## [TO DO]
As an exercise, copy out the entries exactly as written.

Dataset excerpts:

//! Activity repository.

use std::sync::Arc;

use crate::entities::{Activity, activity};
use reactions_common::{AppError, AppResult};
use sea_orm::{
    ColumnTrait, ConnectionTrait, DatabaseConnection, DatabaseTransaction,
    EntityTrait, PaginatorTrait, QueryFilter, QueryOrder, QuerySelect, TransactionTrait,
    sea_query::{Expr, OnConflict},
};

/// Component tag carried by every reaction row.
pub const REACTIONS_COMPONENT: &str = "reactions";

/// Activity repository for database operations.
///
/// Methods taking a `conn` run on whatever connection they are given, so
/// callers can group them in one transaction.
#[derive(Clone)]
pub struct ActivityRepository {
    db: Arc<DatabaseConnection>,
}

impl ActivityRepository {
    /// Create a new activity repository.
    #[must_use]
    pub const fn new(db: Arc<DatabaseConnection>) -> Self {
        Self { db }
    }

    /// Start a transaction on the underlying connection.
    pub async fn begin(&self) -> AppResult<DatabaseTransaction> {
        self.db
            .begin()
            .await
            .map_err(|e| AppError::Database(e.to_string()))
    }

    /// Find an activity by ID.
    pub async fn find_by_id(&self, id: i64) -> AppResult<Option<activity::Model>> {
        self.find_by_id_in(self.db.as_ref(), id).await
    }

    /// Find an activity by ID on the given connection.
    pub async fn find_by_id_in<C: ConnectionTrait>(
        &self,
        conn: &C,
        id: i64,
    ) -> AppResult<Option<activity::Model>> {
        Activity::find_by_id(id)
            .one(conn)
            .await
            .map_err(|e| AppError::Database(e.to_string()))
    }

    /// Take the write lock on an activity row for the rest of the transaction.
    ///
    /// Issues a no-op update so the lock is taken by the first statement of
    /// the transaction: a row lock on Postgres, the database write lock on
    /// `SQLite`. Returns `false` when the activity does not exist.
    pub async fn lock<C: ConnectionTrait>(&self, conn: &C, id: i64) -> AppResult<bool> {
        Activity::update_many()
            .col_expr(
                activity::Column::ItemId,
                Expr::col(activity::Column::ItemId).into(),
            )
            .filter(activity::Column::Id.eq(id))
            .exec(conn)
            .await
            .map(|r| r.rows_affected > 0)
            .map_err(|e| AppError::Database(e.to_string()))
    }

    /// Insert a reaction row unless the same user already left that reaction
    /// on `parent_id`.
    ///
    /// Returns the stored row and whether this call created it.
    pub async fn insert_reaction<C: ConnectionTrait>(
        &self,
        conn: &C,
        model: activity::ActiveModel,
        parent_id: i64,
        activity_type: &str,
        user_id: i64,
    ) -> AppResult<(activity::Model, bool)> {
        let inserted = Activity::insert(model)
            .on_conflict(OnConflict::new().do_nothing().to_owned())
            .exec_without_returning(conn)
            .await
            .map_err(|e| AppError::Database(e.to_string()))?;

        let row = self
            .find_reaction(conn, parent_id, activity_type, user_id)
            .await?
            .ok_or_else(|| AppError::Database("Reaction row missing after insert".to_string()))?;

        Ok((row, inserted > 0))
    }

    /// Delete an activity by ID. Returns the number of deleted rows.
    pub async fn delete<C: ConnectionTrait>(&self, conn: &C, id: i64) -> AppResult<u64> {
        Activity::delete_by_id(id)
            .exec(conn)
            .await
            .map(|r| r.rows_affected)
            .map_err(|e| AppError::Database(e.to_string()))
    }

    /// Find the reaction of `activity_type` left by `user_id` on `parent_id`.
    pub async fn find_reaction<C: ConnectionTrait>(
        &self,
        conn: &C,
        parent_id: i64,
        activity_type: &str,
        user_id: i64,
    ) -> AppResult<Option<activity::Model>> {
        Activity::find()
            .filter(activity::Column::Component.eq(REACTIONS_COMPONENT))
            .filter(activity::Column::ItemId.eq(parent_id))
            .filter(activity::Column::ActivityType.eq(activity_type))
            .filter(activity::Column::UserId.eq(user_id))
            .order_by_asc(activity::Column::Id)
            .one(conn)
            .await
            .map_err(|e| AppError::Database(e.to_string()))
    }

    /// Count the reactions left on `parent_id`.
    pub async fn count_reactions<C: ConnectionTrait>(
        &self,
        conn: &C,
        parent_id: i64,
    ) -> AppResult<u64> {
        Activity::find()
            .filter(activity::Column::Component.eq(REACTIONS_COMPONENT))
            .filter(activity::Column::ItemId.eq(parent_id))
            .count(conn)
            .await
            .map_err(|e| AppError::Database(e.to_string()))
    }

    /// Delete every reaction left on `parent_id`.
    pub async fn delete_reactions_of<C: ConnectionTrait>(
        &self,
        conn: &C,
        parent_id: i64,
    ) -> AppResult<u64> {
        Activity::delete_many()
            .filter(activity::Column::Component.eq(REACTIONS_COMPONENT))
            .filter(activity::Column::ItemId.eq(parent_id))
            .exec(conn)
            .await
            .map(|r| r.rows_affected)
            .map_err(|e| AppError::Database(e.to_string()))
    }

    /// Get the reactions left on `parent_id`, oldest first.
    pub async fn find_reactions(&self, parent_id: i64) -> AppResult<Vec<activity::Model>> {
        Activity::find()
            .filter(activity::Column::Component.eq(REACTIONS_COMPONENT))
            .filter(activity::Column::ItemId.eq(parent_id))
            .order_by_asc(activity::Column::Id)
            .all(self.db.as_ref())
            .await
            .map_err(|e| AppError::Database(e.to_string()))
    }

    /// Get the distinct parent IDs `user_id` reacted to, newest parent first.
    ///
    /// With `activity_type` set only reactions of that type are considered.
    pub async fn find_reacted_parent_ids(
        &self,
        user_id: i64,
        activity_type: Option<&str>,
    ) -> AppResult<Vec<i64>> {
        let mut query = Activity::find()
            .select_only()
            .column(activity::Column::ItemId)
            .distinct()
            .filter(activity::Column::Component.eq(REACTIONS_COMPONENT))
            .filter(activity::Column::UserId.eq(user_id));

        if let Some(t) = activity_type {
            query = query.filter(activity::Column::ActivityType.eq(t));
        }

        query
            .order_by_desc(activity::Column::ItemId)
            .into_tuple::<i64>()
            .all(self.db.as_ref())
            .await
            .map_err(|e| AppError::Database(e.to_string()))
    }

    /// Keep the IDs from `ids` that name existing activities.
    pub async fn filter_existing_ids(&self, ids: &[i64]) -> AppResult<Vec<activity::Model>> {
        if ids.is_empty() {
            return Ok(Vec::new());
        }

        Activity::find()
            .filter(activity::Column::Id.is_in(ids.iter().copied()))
            .order_by_asc(activity::Column::Id)
            .all(self.db.as_ref())
            .await
            .map_err(|e| AppError::Database(e.to_string()))
    }
}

## [ANSWER BELOW]
//! Activity repository.

use std::sync::Arc;

use crate::entities::{Activity, activity};
use reactions_common::{AppError, AppResult};
use sea_orm::{
    ColumnTrait, ConnectionTrait, DatabaseConnection, DatabaseTransaction,
    EntityTrait, PaginatorTrait, QueryFilter, QueryOrder, QuerySelect, TransactionTrait,
    sea_query::{Expr, OnConflict},
};

/// Component tag carried by every reaction row.
pub const REACTIONS_COMPONENT: &str = "reactions";

/// Activity repository for database operations.
///
/// Methods taking a `conn` run on whatever connection they are given, so
/// callers can group them in one transaction.
#[derive(Clone)]
pub struct ActivityRepository {
    db: Arc<DatabaseConnection>,
}

impl ActivityRepository {
    /// Create a new activity repository.
    #[must_use]
    pub const fn new(db: Arc<DatabaseConnection>) -> Self {
        Self { db }
    }

    /// Start a transaction on the underlying connection.
    pub async fn begin(&self) -> AppResult<DatabaseTransaction> {
        self.db
            .begin()
            .await
            .map_err(|e| AppError::Database(e.to_string()))
    }

    /// Find an activity by ID.
    pub async fn find_by_id(&self, id: i64) -> AppResult<Option<activity::Model>> {
        self.find_by_id_in(self.db.as_ref(), id).await
    }

    /// Find an activity by ID on the given connection.
    pub async fn find_by_id_in<C: ConnectionTrait>(
        &self,
        conn: &C,
        id: i64,
    ) -> AppResult<Option<activity::Model>> {
        Activity::find_by_id(id)
            .one(conn)
            .await
            .map_err(|e| AppError::Database(e.to_string()))
    }

    /// Take the write lock on an activity row for the rest of the transaction.
    ///
    /// Issues a no-op update so the lock is taken by the first statement of
    /// the transaction: a row lock on Postgres, the database write lock on
    /// `SQLite`. Returns `false` when the activity does not exist.
    pub async fn lock<C: ConnectionTrait>(&self, conn: &C, id: i64) -> AppResult<bool> {
        Activity::update_many()
            .col_expr(
                activity::Column::ItemId,
                Expr::col(activity::Column::ItemId).into(),
            )
            .filter(activity::Column::Id.eq(id))
            .exec(conn)
            .await
            .map(|r| r.rows_affected > 0)
            .map_err(|e| AppError::Database(e.to_string()))
    }

    /// Insert a reaction row unless the same user already left that reaction
    /// on `parent_id`.
    ///
    /// Returns the stored row and whether this call created it.
    pub async fn insert_reaction<C: ConnectionTrait>(
        &self,
        conn: &C,
        model: activity::ActiveModel,
        parent_id: i64,
        activity_type: &str,
        user_id: i64,
    ) -> AppResult<(activity::Model, bool)> {
        let inserted = Activity::insert(model)
            .on_conflict(OnConflict::new().do_nothing().to_owned())
            .exec_without_returning(conn)
            .await
            .map_err(|e| AppError::Database(e.to_string()))?;

        let row = self
            .find_reaction(conn, parent_id, activity_type, user_id)
            .await?
            .ok_or_else(|| AppError::Database("Reaction row missing after insert".to_string()))?;

        Ok((row, inserted > 0))
    }

    /// Delete an activity by ID. Returns the number of deleted rows.
    pub async fn delete<C: ConnectionTrait>(&self, conn: &C, id: i64) -> AppResult<u64> {
        Activity::delete_by_id(id)
            .exec(conn)
            .await
            .map(|r| r.rows_affected)
            .map_err(|e| AppError::Database(e.to_string()))
    }

    /// Find the reaction of `activity_type` left by `user_id` on `parent_id`.
    pub async fn find_reaction<C: ConnectionTrait>(
        &self,
        conn: &C,
        parent_id: i64,
        activity_type: &str,
        user_id: i64,
    ) -> AppResult<Option<activity::Model>> {
        Activity::find()
            .filter(activity::Column::Component.eq(REACTIONS_COMPONENT))
            .filter(activity::Column::ItemId.eq(parent_id))
            .filter(activity::Column::ActivityType.eq(activity_type))
            .filter(activity::Column::UserId.eq(user_id))
            .order_by_asc(activity::Column::Id)
            .one(conn)
            .await
            .map_err(|e| AppError::Database(e.to_string()))
    }

    /// Count the reactions left on `parent_id`.
    pub async fn count_reactions<C: ConnectionTrait>(
        &self,
        conn: &C,
        parent_id: i64,
    ) -> AppResult<u64> {
        Activity::find()
            .filter(activity::Column::Component.eq(REACTIONS_COMPONENT))
            .filter(activity::Column::ItemId.eq(parent_id))
            .count(conn)
            .await
            .map_err(|e| AppError::Database(e.to_string()))
    }

    /// Delete every reaction left on `parent_id`.
    pub async fn delete_reactions_of<C: ConnectionTrait>(
        &self,
        conn: &C,
        parent_id: i64,
    ) -> AppResult<u64> {
        Activity::delete_many()
            .filter(activity::Column::Component.eq(REACTIONS_COMPONENT))
            .filter(activity::Column::ItemId.eq(parent_id))
            .exec(conn)
            .await
            .map(|r| r.rows_affected)
            .map_err(|e| AppError::Database(e.to_string()))
    }

    /// Get the reactions left on `parent_id`, oldest first.
    pub async fn find_reactions(&self, parent_id: i64) -> AppResult<Vec<activity::Model>> {
        Activity::find()
            .filter(activity::Column::Component.eq(REACTIONS_COMPONENT))
            .filter(activity::Column::ItemId.eq(parent_id))
            .order_by_asc(activity::Column::Id)
            .all(self.db.as_ref())
            .await
            .map_err(|e| AppError::Database(e.to_string()))
    }

    /// Get the distinct parent IDs `user_id` reacted to, newest parent first.
    ///
    /// With `activity_type` set only reactions of that type are considered.
    pub async fn find_reacted_parent_ids(
        &self,
        user_id: i64,
        activity_type: Option<&str>,
    ) -> AppResult<Vec<i64>> {
        let mut query = Activity::find()
            .select_only()
            .column(activity::Column::ItemId)
            .distinct()
            .filter(activity::Column::Component.eq(REACTIONS_COMPONENT))
            .filter(activity::Column::UserId.eq(user_id));

        if let Some(t) = activity_type {
            query = query.filter(activity::Column::ActivityType.eq(t));
        }

        query
            .order_by_desc(activity::Column::ItemId)
            .into_tuple::<i64>()
            .all(self.db.as_ref())
            .await
            .map_err(|e| AppError::Database(e.to_string()))
    }

    /// Keep the IDs from `ids` that name existing activities.
    pub async fn filter_existing_ids(&self, ids: &[i64]) -> AppResult<Vec<activity::Model>> {
        if ids.is_empty() {
            return Ok(Vec::new());
        }

        Activity::find()
            .filter(activity::Column::Id.is_in(ids.iter().copied()))
            .order_by_asc(activity::Column::Id)
            .all(self.db.as_ref())
            .await
            .map_err(|e| AppError::Database(e.to_string()))
    }
}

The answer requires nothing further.